▶ **Exercise objective**
What you return must match the records character for character.

▶ **Exercise material**
☆ ☆ ☆ ☆ ☆

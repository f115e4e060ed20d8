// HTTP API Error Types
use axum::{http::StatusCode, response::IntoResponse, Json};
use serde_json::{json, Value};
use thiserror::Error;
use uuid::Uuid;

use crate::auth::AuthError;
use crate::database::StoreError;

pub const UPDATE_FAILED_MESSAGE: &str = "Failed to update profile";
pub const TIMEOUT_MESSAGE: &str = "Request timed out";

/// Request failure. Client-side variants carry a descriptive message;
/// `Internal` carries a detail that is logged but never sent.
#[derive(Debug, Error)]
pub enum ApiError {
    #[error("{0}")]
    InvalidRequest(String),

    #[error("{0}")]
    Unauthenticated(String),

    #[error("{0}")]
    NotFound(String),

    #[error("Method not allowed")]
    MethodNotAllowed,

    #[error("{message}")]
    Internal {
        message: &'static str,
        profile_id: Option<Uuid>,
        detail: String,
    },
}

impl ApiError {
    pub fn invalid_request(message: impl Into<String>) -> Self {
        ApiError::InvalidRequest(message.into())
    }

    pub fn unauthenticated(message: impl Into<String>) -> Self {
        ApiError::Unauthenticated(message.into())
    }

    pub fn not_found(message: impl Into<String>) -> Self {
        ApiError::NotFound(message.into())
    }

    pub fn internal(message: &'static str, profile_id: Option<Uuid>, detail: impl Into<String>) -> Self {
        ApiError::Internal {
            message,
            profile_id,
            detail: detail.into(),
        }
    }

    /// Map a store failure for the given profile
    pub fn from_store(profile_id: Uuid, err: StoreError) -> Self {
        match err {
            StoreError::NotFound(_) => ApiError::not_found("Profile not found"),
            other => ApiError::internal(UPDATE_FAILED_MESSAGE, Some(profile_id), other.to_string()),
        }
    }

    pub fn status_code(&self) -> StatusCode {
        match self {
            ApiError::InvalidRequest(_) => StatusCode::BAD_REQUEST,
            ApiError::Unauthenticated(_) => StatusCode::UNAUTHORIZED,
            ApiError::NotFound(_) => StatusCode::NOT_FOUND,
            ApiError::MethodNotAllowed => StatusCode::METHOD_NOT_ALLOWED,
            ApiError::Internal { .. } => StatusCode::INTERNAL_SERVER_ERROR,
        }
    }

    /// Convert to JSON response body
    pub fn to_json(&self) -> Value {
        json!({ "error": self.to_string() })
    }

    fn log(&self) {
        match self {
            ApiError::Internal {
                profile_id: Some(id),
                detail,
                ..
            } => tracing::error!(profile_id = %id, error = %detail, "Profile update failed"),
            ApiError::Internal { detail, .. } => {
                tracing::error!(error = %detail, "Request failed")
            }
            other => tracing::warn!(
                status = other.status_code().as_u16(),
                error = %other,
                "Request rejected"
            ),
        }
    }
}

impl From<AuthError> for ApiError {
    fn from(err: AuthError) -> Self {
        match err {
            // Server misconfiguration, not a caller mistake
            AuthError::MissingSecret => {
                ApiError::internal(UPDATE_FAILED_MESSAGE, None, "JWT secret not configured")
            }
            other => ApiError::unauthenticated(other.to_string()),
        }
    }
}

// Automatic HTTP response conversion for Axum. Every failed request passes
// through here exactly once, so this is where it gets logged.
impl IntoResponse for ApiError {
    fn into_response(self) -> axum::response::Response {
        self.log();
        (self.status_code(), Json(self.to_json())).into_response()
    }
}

☆ ☆ ☆ ☆ ☆

▶ **Output for this exercise**
repository f115e4e060ed20d8
// HTTP API Error Types
use axum::{http::StatusCode, response::IntoResponse, Json};
use serde_json::{json, Value};
use thiserror::Error;
use uuid::Uuid;

use crate::auth::AuthError;
use crate::database::StoreError;

pub const UPDATE_FAILED_MESSAGE: &str = "Failed to update profile";
pub const TIMEOUT_MESSAGE: &str = "Request timed out";

/// Request failure. Client-side variants carry a descriptive message;
/// `Internal` carries a detail that is logged but never sent.
#[derive(Debug, Error)]
pub enum ApiError {
    #[error("{0}")]
    InvalidRequest(String),

    #[error("{0}")]
    Unauthenticated(String),

    #[error("{0}")]
    NotFound(String),

    #[error("Method not allowed")]
    MethodNotAllowed,

    #[error("{message}")]
    Internal {
        message: &'static str,
        profile_id: Option<Uuid>,
        detail: String,
    },
}

impl ApiError {
    pub fn invalid_request(message: impl Into<String>) -> Self {
        ApiError::InvalidRequest(message.into())
    }

    pub fn unauthenticated(message: impl Into<String>) -> Self {
        ApiError::Unauthenticated(message.into())
    }

    pub fn not_found(message: impl Into<String>) -> Self {
        ApiError::NotFound(message.into())
    }

    pub fn internal(message: &'static str, profile_id: Option<Uuid>, detail: impl Into<String>) -> Self {
        ApiError::Internal {
            message,
            profile_id,
            detail: detail.into(),
        }
    }

    /// Map a store failure for the given profile
    pub fn from_store(profile_id: Uuid, err: StoreError) -> Self {
        match err {
            StoreError::NotFound(_) => ApiError::not_found("Profile not found"),
            other => ApiError::internal(UPDATE_FAILED_MESSAGE, Some(profile_id), other.to_string()),
        }
    }

    pub fn status_code(&self) -> StatusCode {
        match self {
            ApiError::InvalidRequest(_) => StatusCode::BAD_REQUEST,
            ApiError::Unauthenticated(_) => StatusCode::UNAUTHORIZED,
            ApiError::NotFound(_) => StatusCode::NOT_FOUND,
            ApiError::MethodNotAllowed => StatusCode::METHOD_NOT_ALLOWED,
            ApiError::Internal { .. } => StatusCode::INTERNAL_SERVER_ERROR,
        }
    }

    /// Convert to JSON response body
    pub fn to_json(&self) -> Value {
        json!({ "error": self.to_string() })
    }

    fn log(&self) {
        match self {
            ApiError::Internal {
                profile_id: Some(id),
                detail,
                ..
            } => tracing::error!(profile_id = %id, error = %detail, "Profile update failed"),
            ApiError::Internal { detail, .. } => {
                tracing::error!(error = %detail, "Request failed")
            }
            other => tracing::warn!(
                status = other.status_code().as_u16(),
                error = %other,
                "Request rejected"
            ),
        }
    }
}

impl From<AuthError> for ApiError {
    fn from(err: AuthError) -> Self {
        match err {
            // Server misconfiguration, not a caller mistake
            AuthError::MissingSecret => {
                ApiError::internal(UPDATE_FAILED_MESSAGE, None, "JWT secret not configured")
            }
            other => ApiError::unauthenticated(other.to_string()),
        }
    }
}

// Automatic HTTP response conversion for Axum. Every failed request passes
// through here exactly once, so this is where it gets logged.
impl IntoResponse for ApiError {
    fn into_response(self) -> axum::response::Response {
        self.log();
        (self.status_code(), Json(self.to_json())).into_response()
    }
}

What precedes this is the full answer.